That mall was a world, a metaverse full of possibility. Safely away from the all-knowing nuns who taught us, we could pretend to be foreign exchange students or piano prodigies or Olympic gymnasts on holiday. There were clothes to costume any aesthetic. There were boys, even, hanging around the fountains or slouched in the shadows smoking.

Now I think it sad that I came of age surrounded by stuff, in a place focused on transactions. Another friend was a Girl Scout back then, wholesome and true, and her first glimmers of an adult self came with adventures in the woods. Mine simply prepared me for feminine obsession and late-stage capitalism.

Matthew Newton’s Shopping Mall gave Northwest Plaza context—and told an even sadder story. His book (part of Bloomsbury’s Object Lessons series, edited by WashU’s Ian Bogost and Christopher Schaberg) focuses on Southdale Center, the oldest fully enclosed shopping mall in the country. Southdale opened in Edina, Minnesota, in 1956, and it was lavish and ambitious.

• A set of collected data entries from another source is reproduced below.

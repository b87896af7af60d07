//! Conductor CLI - validate engine configuration and run seeded job workloads.
//!
//! Provides `config` commands for configuration files and `run` for executing
//! a seed file against an embedded engine.

mod commands;
mod output;

use anyhow::Result;
use clap::{Parser, Subcommand};
use std::path::PathBuf;

use commands::{config, run};
use conductor_core::telemetry::{init_logging, LogFormat, LoggingConfig};
use output::OutputFormat;

/// Conductor - transactional job scheduling engine CLI
#[derive(Parser)]
#[command(
    name = "conductor",
    author = "Aezi <aezi.zhu@icloud.com>",
    version = "0.1.0",
    about = "Conductor - transactional job scheduling engine",
    long_about = "CLI tool for validating Conductor configuration and running seeded job workloads against an embedded engine.",
    propagate_version = true
)]
pub struct Cli {
    /// Output format
    #[arg(short, long, global = true, default_value = "table")]
    output: OutputFormat,

    /// Configuration file
    #[arg(short, long, global = true, env = "CONDUCTOR_CONFIG")]
    config: Option<PathBuf>,

    /// Disable colored output
    #[arg(long, global = true)]
    no_color: bool,

    /// Log engine activity to stderr
    #[arg(short, long, global = true)]
    verbose: bool,

    #[command(subcommand)]
    command: Commands,
}

#[derive(Subcommand)]
enum Commands {
    /// Configuration management
    #[command(subcommand)]
    Config(config::ConfigCommands),

    /// Run a seed file of jobs against an embedded engine
    Run(run::RunArgs),
}

#[tokio::main]
async fn main() -> Result<()> {
    let cli = Cli::parse();

    if cli.no_color {
        colored::control::set_override(false);
    }

    if cli.verbose {
        let logging = LoggingConfig {
            level: "debug".to_string(),
            format: LogFormat::Compact,
            include_location: false,
            ..Default::default()
        };
        if let Err(e) = init_logging(&logging, "cli") {
            output::print_error(&format!("Failed to initialize logging: {:#}", e));
        }
    }

    let format = cli.output;
    let source = config::resolve_source(cli.config);

    let result = match cli.command {
        Commands::Config(cmd) => config::execute(cmd, source, format).await,
        Commands::Run(args) => match config::load(&source) {
            Ok(cfg) => run::execute(args, cfg, format).await,
            Err(e) => Err(e),
        },
    };

    if let Err(e) = result {
        output::print_error(&format!("{:#}", e));
        std::process::exit(1);
    }

    Ok(())
}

Influenced by his Viennese background, classical education, and socialist politics, architect Victor Gruen closed his eyes and saw a European plaza; squeezed them tighter shut and saw the Greek agora. He intended to sanctify shopping by mixing it with socializing, playing, and relaxing in a place of beauty. At the center’s center, he designed a Garden Court of Perpetual Spring, adding the fountains, goldfish ponds, tropical plants, and flowers once used to soften the harsh outlines of commerce. (Now, we do not bother.)

Everyone except Frank Lloyd Wright loved the original design. Wright was scathing, arguing that it had “all the evils of the village street and none of its charm.” Perhaps he saw through the frills to the future, when all malls would have “skylights and white noise, Cinnabon and Muzak, security guards and information kiosks,” as Newton notes with a sigh. “The mall experience is predictable that way, like looking at a photocopy of a photocopy of a photocopy.” And we settle for that, because commerce has budgeted for less beauty and charm and told us how little we deserve and how much we should want—or rather, crave and buy—and how then we must live.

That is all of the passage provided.